Evaluation of chloroquine and hydroxychloroquine as ACE-2 Inhibitors By In Silico Approaches: Cardiac Arrhythmia Cause?

Chloroquine and hydroxychloroquine impair in vitro the terminal glycosylation of angiotensin-converting enzyme 2 (ACE-2), which is known to be cardioprotective. As these aminoquinoline antimalarials are associated with cardiovascular effects, details of their molecular basis on human ACE-2 inhibition still need moving forward with scientific information. Here, molecular docking and dynamics were applied to promote molecular understanding of the antimalarial isomers interactions with human ACE-2. We identified by docking that ionic interactions are the main driving forces.

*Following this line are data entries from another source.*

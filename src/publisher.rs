//! Producer-facing event ingress.
//!
//! Business use cases publish every domain event here, fire-and-forget;
//! the delivery worker consumes the broadcast channel. A delivery failure
//! is never visible to the code that raised the event.

use crate::models::DomainEvent;

/// Publishes domain events to a tokio broadcast channel.
#[derive(Clone)]
pub struct EventPublisher {
    sender: tokio::sync::broadcast::Sender<DomainEvent>,
}

impl EventPublisher {
    /// Create a publisher with the given channel capacity.
    pub fn new(capacity: usize) -> (Self, tokio::sync::broadcast::Receiver<DomainEvent>) {
        let (sender, receiver) = tokio::sync::broadcast::channel(capacity);
        (Self { sender }, receiver)
    }

    /// Publish an event to all subscribers. Fire-and-forget — a missing
    /// subscriber is logged, never propagated.
    pub fn publish(&self, event: DomainEvent) {
        if let Err(e) = self.sender.send(event) {
            tracing::warn!(
                target: "webhook_delivery",
                error = %e,
                "No active delivery worker to receive event"
            );
        }
    }

    /// Get a new receiver for the broadcast channel.
    pub fn subscribe(&self) -> tokio::sync::broadcast::Receiver<DomainEvent> {
        self.sender.subscribe()
    }
}
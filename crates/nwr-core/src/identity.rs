//! Identity, roles and capabilities.
//!
//! An [`Identity`] is what the rest of the system knows about an authenticated
//! user. It never carries a password. Role-based access is expressed through
//! [`Capability`] so that views and the route guard consult one table instead
//! of comparing role names inline.

use serde::{Deserialize, Serialize};
use std::fmt;
use std::str::FromStr;

/// Role of a dashboard user.
#[derive(Debug, Clone, Copy, PartialEq, Eq, Hash, Serialize, Deserialize)]
#[serde(rename_all = "lowercase")]
pub enum Role {
    /// Administrator. Sees every unit; holds no department.
    Admin,
    /// Member of the audit department. Manages paras and sends reminders.
    Audit,
    /// Member of an audited department.
    Department,
}

impl Role {
    /// All roles, in display order.
    pub const ALL: [Role; 3] = [Role::Admin, Role::Audit, Role::Department];

    /// Lowercase name used in tokens and configuration.
    pub fn as_str(&self) -> &'static str {
        match self {
            Role::Admin => "admin",
            Role::Audit => "audit",
            Role::Department => "department",
        }
    }

    /// Whether records with this role must carry a department.
    pub fn requires_department(&self) -> bool {
        !matches!(self, Role::Admin)
    }

    /// Capabilities granted to this role.
    pub fn capabilities(&self) -> &'static [Capability] {
        match self {
            Role::Admin => &[Capability::ViewDashboard, Capability::ViewParas],
            Role::Audit => &[
                Capability::ViewDashboard,
                Capability::ViewParas,
                Capability::EditPara,
                Capability::UploadDocument,
                Capability::AssignUser,
                Capability::SendReminders,
            ],
            Role::Department => &[Capability::ViewDashboard, Capability::ViewParas],
        }
    }

    /// Check whether this role holds a capability.
    pub fn can(&self, capability: Capability) -> bool {
        self.capabilities().contains(&capability)
    }
}

impl fmt::Display for Role {
    fn fmt(&self, f: &mut fmt::Formatter<'_>) -> fmt::Result {
        f.write_str(self.as_str())
    }
}

impl FromStr for Role {
    type Err = UnknownRole;

    fn from_str(s: &str) -> Result<Self, Self::Err> {
        match s {
            "admin" => Ok(Role::Admin),
            "audit" => Ok(Role::Audit),
            "department" => Ok(Role::Department),
            other => Err(UnknownRole(other.to_string())),
        }
    }
}

/// Returned when a role name is not one of `admin`, `audit`, `department`.
#[derive(Debug, Clone, PartialEq, Eq, thiserror::Error)]
#[error("unknown role: {0}")]
pub struct UnknownRole(pub String);

/// A named permission checked by the route guard and by views.
#[derive(Debug, Clone, Copy, PartialEq, Eq, Hash, Serialize, Deserialize)]
#[serde(rename_all = "snake_case")]
pub enum Capability {
    /// Open the overview dashboard.
    ViewDashboard,
    /// Open para history, para details and audit breakdowns.
    ViewParas,
    /// Edit a para.
    EditPara,
    /// Attach a document to a para.
    UploadDocument,
    /// Reassign a para to another user.
    AssignUser,
    /// Open the reminder-email panel and compose reminders.
    SendReminders,
}

impl Capability {
    /// Message shown when an identity lacks this capability.
    pub fn denied_message(&self) -> &'static str {
        match self {
            Capability::ViewDashboard | Capability::ViewParas => {
                "You do not have access to this page."
            }
            Capability::EditPara
            | Capability::UploadDocument
            | Capability::AssignUser
            | Capability::SendReminders => "Access restricted to Audit Department only.",
        }
    }
}

/// The authenticated user, stripped of credentials.
#[derive(Debug, Clone, PartialEq, Eq, Serialize, Deserialize)]
pub struct Identity {
    pub id: String,
    pub username: String,
    pub role: Role,
    #[serde(default, skip_serializing_if = "Option::is_none")]
    pub department: Option<String>,
}

impl Identity {
    /// Check whether this identity holds a capability.
    pub fn can(&self, capability: Capability) -> bool {
        self.role.can(capability)
    }

    /// Department name for display, or a placeholder for admins.
    pub fn department_label(&self) -> &str {
        self.department.as_deref().unwrap_or("All Units")
    }
}
use anyhow::Context;
use clap::{Parser, Subcommand};
use nwr_core::AppConfig;
use std::path::{Path, PathBuf};
use tracing_subscriber::EnvFilter;

mod commands;

#[derive(Parser, Debug)]
#[command(name = "nwr-audit", version, about = "NWR Audit Central")]
struct Cli {
    /// Configuration file. A missing file means built-in defaults.
    #[arg(
        long,
        global = true,
        env = "NWR_AUDIT_CONFIG",
        default_value = nwr_core::config::DEFAULT_CONFIG_FILE
    )]
    config: PathBuf,

    /// Log filter used when RUST_LOG is unset (e.g. "debug", "nwr_auth=trace").
    #[arg(long, global = true, default_value = "info")]
    log_level: String,

    #[command(subcommand)]
    cmd: Command,
}

#[derive(Subcommand, Debug)]
enum Command {
    /// Run the web dashboard.
    Serve {
        /// Host to bind (overrides dashboard.host).
        #[arg(long)]
        host: Option<String>,

        /// Port to listen on (overrides dashboard.port).
        #[arg(long)]
        port: Option<u16>,
    },

    /// Log in and store the session in the state directory.
    Login {
        username: String,

        /// Password. Prompting is not supported; pass it or set the env var.
        #[arg(long, env = "NWR_AUDIT_PASSWORD", hide_env_values = true)]
        password: String,
    },

    /// Remove the stored session.
    Logout,

    /// Show the identity of the stored session.
    Whoami,

    /// Generate a session signing key.
    Keygen {
        /// File to write the private key to. Printed to stdout when omitted.
        #[arg(long)]
        output: Option<PathBuf>,
    },

    /// Print an Argon2 hash for `auth.users[].password_hash`.
    HashPassword { password: String },

    /// Load and validate the configuration.
    CheckConfig,
}

#[tokio::main]
async fn main() -> anyhow::Result<()> {
    let cli = Cli::parse();

    let filter = EnvFilter::try_from_default_env()
        .or_else(|_| EnvFilter::try_new(&cli.log_level))
        .context("invalid --log-level filter")?;
    tracing_subscriber::fmt().with_env_filter(filter).init();

    match cli.cmd {
        Command::Serve { host, port } => {
            let config = load_config(&cli.config)?;
            commands::serve::run(config, host, port).await?
        }

        Command::Login { username, password } => {
            let config = load_config(&cli.config)?;
            let identity = commands::session::login(&config, &username, &password)?;
            println!("Logged in as {}", commands::session::describe(&identity));
        }

        Command::Logout => {
            let config = load_config(&cli.config)?;
            commands::session::logout(&config)?;
            println!("Logged out");
        }

        Command::Whoami => {
            let config = load_config(&cli.config)?;
            match commands::session::whoami(&config)? {
                Some(identity) => println!("{}", commands::session::describe(&identity)),
                None => println!("not logged in"),
            }
        }

        Command::Keygen { output } => commands::keys::generate(output)?,

        Command::HashPassword { password } => {
            println!("{}", commands::keys::hash_password(&password)?)
        }

        Command::CheckConfig => commands::check::run(&cli.config)?,
    }

    Ok(())
}

fn load_config(path: &Path) -> anyhow::Result<AppConfig> {
    AppConfig::load_or_default(path)
        .with_context(|| format!("Failed to load configuration from {}", path.display()))
}
//! `nwr-audit check-config` command implementation.
//!
//! Loads the configuration and runs every check the dashboard runs at
//! startup: TTL syntax, password sources, unique usernames and ids, the
//! department rules per role, and the signing key.

use anyhow::Context;
use nwr_auth::CredentialStore;
use nwr_core::AppConfig;
use nwr_token::KeyPair;
use std::path::Path;

/// Validate the configuration at `path` and print a summary.
pub fn run(path: &Path) -> anyhow::Result<()> {
    if !path.exists() {
        println!("{} not found; using built-in defaults", path.display());
    }
    let config = AppConfig::load_or_default(path)
        .with_context(|| format!("Failed to load configuration from {}", path.display()))?;

    let summary = check(&config)?;
    for line in summary {
        println!("  {line}");
    }
    println!("✔ Configuration is valid");
    Ok(())
}

/// Run all checks, returning human-readable findings.
pub fn check(config: &AppConfig) -> anyhow::Result<Vec<String>> {
    config.validate()?;
    let credentials = CredentialStore::from_config(&config.auth)?;

    let mut summary = vec![
        format!("dashboard: {}", config.dashboard.bind_address()),
        format!(
            "users: {} ({})",
            credentials.len(),
            if config.auth.users.is_some() { "configured" } else { "built-in" }
        ),
        format!("session key: {}", config.session.key),
        format!("session ttl: {}", config.session.ttl.as_deref().unwrap_or("none")),
    ];

    match config
        .session
        .resolve_private_key()
        .context("Failed to read session signing key")?
    {
        Some(hex) => {
            let keypair = KeyPair::from_private_key_hex(&hex).context("Invalid session signing key")?;
            summary.push(format!("signing key: configured (public {})", keypair.public_key_hex()));
        }
        None => summary.push("signing key: none (dashboard sessions end on restart)".to_string()),
    }

    Ok(summary)
}
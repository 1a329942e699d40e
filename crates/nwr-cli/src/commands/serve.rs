//! `nwr-audit serve` - Run the web dashboard.

use nwr_core::AppConfig;
use nwr_dashboard::{AppState, DashboardServer};

/// Start the dashboard, applying command-line overrides to the listen address.
pub async fn run(mut config: AppConfig, host: Option<String>, port: Option<u16>) -> anyhow::Result<()> {
    if let Some(host) = host {
        config.dashboard.host = host;
    }
    if let Some(port) = port {
        config.dashboard.port = port;
    }

    let state = AppState::from_config(config)?;
    DashboardServer::new(state).run().await?;
    Ok(())
}
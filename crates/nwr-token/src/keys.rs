//! Signing keys for session tokens.

use crate::error::TokenError;
use biscuit_auth::{Algorithm, KeyPair as BiscuitKeyPair, PrivateKey, PublicKey};
use rand::RngCore;
use std::path::Path;

/// An Ed25519 keypair for signing and verifying session tokens.
pub struct KeyPair {
    inner: BiscuitKeyPair,
}

impl Clone for KeyPair {
    fn clone(&self) -> Self {
        Self::from_private_key(self.inner.private())
    }
}

impl std::fmt::Debug for KeyPair {
    fn fmt(&self, f: &mut std::fmt::Formatter<'_>) -> std::fmt::Result {
        f.debug_struct("KeyPair")
            .field("public_key", &self.public_key_hex())
            .finish_non_exhaustive()
    }
}

impl KeyPair {
    /// Generate a new random keypair.
    pub fn generate() -> Result<Self, TokenError> {
        let mut rng = rand::rng();
        let mut bytes = [0u8; 32];
        rng.fill_bytes(&mut bytes);

        let private_key = PrivateKey::from_bytes(&bytes, Algorithm::Ed25519)
            .map_err(|e| TokenError::KeyGenerationFailed(e.to_string()))?;

        Ok(Self::from_private_key(private_key))
    }

    /// Create a keypair from an existing private key.
    pub fn from_private_key(private_key: PrivateKey) -> Self {
        let inner = BiscuitKeyPair::from(&private_key);
        Self { inner }
    }

    /// Load a keypair from a hex-encoded private key string.
    pub fn from_private_key_hex(hex: &str) -> Result<Self, TokenError> {
        let private_key = PrivateKey::from_bytes_hex(hex.trim(), Algorithm::Ed25519)
            .map_err(|e| TokenError::InvalidPrivateKey(e.to_string()))?;
        Ok(Self::from_private_key(private_key))
    }

    /// Get the inner biscuit keypair.
    pub fn inner(&self) -> &BiscuitKeyPair {
        &self.inner
    }

    /// Get the public key.
    pub fn public_key(&self) -> PublicKey {
        self.inner.public()
    }

    /// Get the private key as hex string.
    pub fn private_key_hex(&self) -> String {
        self.inner.private().to_bytes_hex()
    }

    /// Get the public key as hex string.
    pub fn public_key_hex(&self) -> String {
        self.inner.public().to_bytes_hex()
    }

    /// Write the private key (hex) to a file, creating parent directories.
    pub fn save_to_file(&self, private_key_path: &Path) -> Result<(), TokenError> {
        if let Some(parent) = private_key_path.parent()
            && !parent.as_os_str().is_empty()
        {
            std::fs::create_dir_all(parent)?;
        }
        std::fs::write(private_key_path, self.private_key_hex())?;

        #[cfg(unix)]
        {
            use std::os::unix::fs::PermissionsExt;
            std::fs::set_permissions(private_key_path, std::fs::Permissions::from_mode(0o600))?;
        }

        Ok(())
    }

    /// Load a keypair from a private key file.
    pub fn load_from_file(private_key_path: &Path) -> Result<Self, TokenError> {
        let hex = std::fs::read_to_string(private_key_path)?;
        Self::from_private_key_hex(&hex)
    }

    /// Load the key at `path`, or generate one and save it there.
    pub fn load_or_generate(path: &Path) -> Result<Self, TokenError> {
        if path.exists() {
            return Self::load_from_file(path);
        }

        let keypair = Self::generate()?;
        keypair.save_to_file(path)?;
        tracing::info!(path = %path.display(), "generated new session signing key");
        Ok(keypair)
    }
}

/// Load a public key from hex string (for verification-only scenarios).
pub fn load_public_key_hex(hex: &str) -> Result<PublicKey, TokenError> {
    PublicKey::from_bytes_hex(hex.trim(), Algorithm::Ed25519)
        .map_err(|e| TokenError::InvalidPublicKey(e.to_string()))
}

#[cfg(test)]
mod tests {
    use super::*;
    use std::io::Write;
    use tempfile::NamedTempFile;

    #[test]
    fn test_keypair_roundtrip() {
        let keypair1 = KeyPair::generate().unwrap();
        let hex = keypair1.private_key_hex();

        let keypair2 = KeyPair::from_private_key_hex(&hex).unwrap();
        assert_eq!(keypair1.public_key_hex(), keypair2.public_key_hex());
    }

    #[test]
    fn test_clone_keeps_public_key() {
        let keypair = KeyPair::generate().unwrap();
        assert_eq!(keypair.clone().public_key_hex(), keypair.public_key_hex());
    }

    #[test]
    fn test_load_from_file_tolerates_trailing_newline() {
        let keypair = KeyPair::generate().unwrap();

        let mut priv_file = NamedTempFile::new().unwrap();
        writeln!(priv_file, "{}", keypair.private_key_hex()).unwrap();

        let loaded = KeyPair::load_from_file(priv_file.path()).unwrap();
        assert_eq!(keypair.public_key_hex(), loaded.public_key_hex());
    }

    #[test]
    fn test_load_or_generate_is_stable() {
        let dir = tempfile::tempdir().unwrap();
        let path = dir.path().join("nested").join("session.key");

        let first = KeyPair::load_or_generate(&path).unwrap();
        assert!(path.exists());
        let second = KeyPair::load_or_generate(&path).unwrap();
        assert_eq!(first.public_key_hex(), second.public_key_hex());
    }

    #[test]
    fn test_invalid_hex_is_rejected() {
        assert!(matches!(
            KeyPair::from_private_key_hex("not-a-key"),
            Err(TokenError::InvalidPrivateKey(_))
        ));
    }

    #[test]
    fn test_public_key_hex_roundtrip() {
        let keypair = KeyPair::generate().unwrap();
        let public = load_public_key_hex(&keypair.public_key_hex()).unwrap();
        assert_eq!(public.to_bytes_hex(), keypair.public_key_hex());
    }
}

In molecular dynamics, it was observed that the stability of these interactions were present only in R-conformers. These findings may be helpful to better understand the cardiotoxic effects attributed to drugs with the potential to modulate human ACE-2. (c) 2021 Elsevier B.V. All rights reserved.

Automated summary

Chloroquine and hydroxychloroquine have been found to inhibit the terminal glycosylation of angiotensin-converting enzyme 2 (ACE-2) in vitro, potentially leading to a decrease in cardioprotective function. The main driving force of the interaction between these drugs and ACE-2 was identified to be ionic interactions, with stability only present in specific conformers. This molecular understanding may help to explain the cardiotoxic effects associated with drugs that modulate human ACE-2.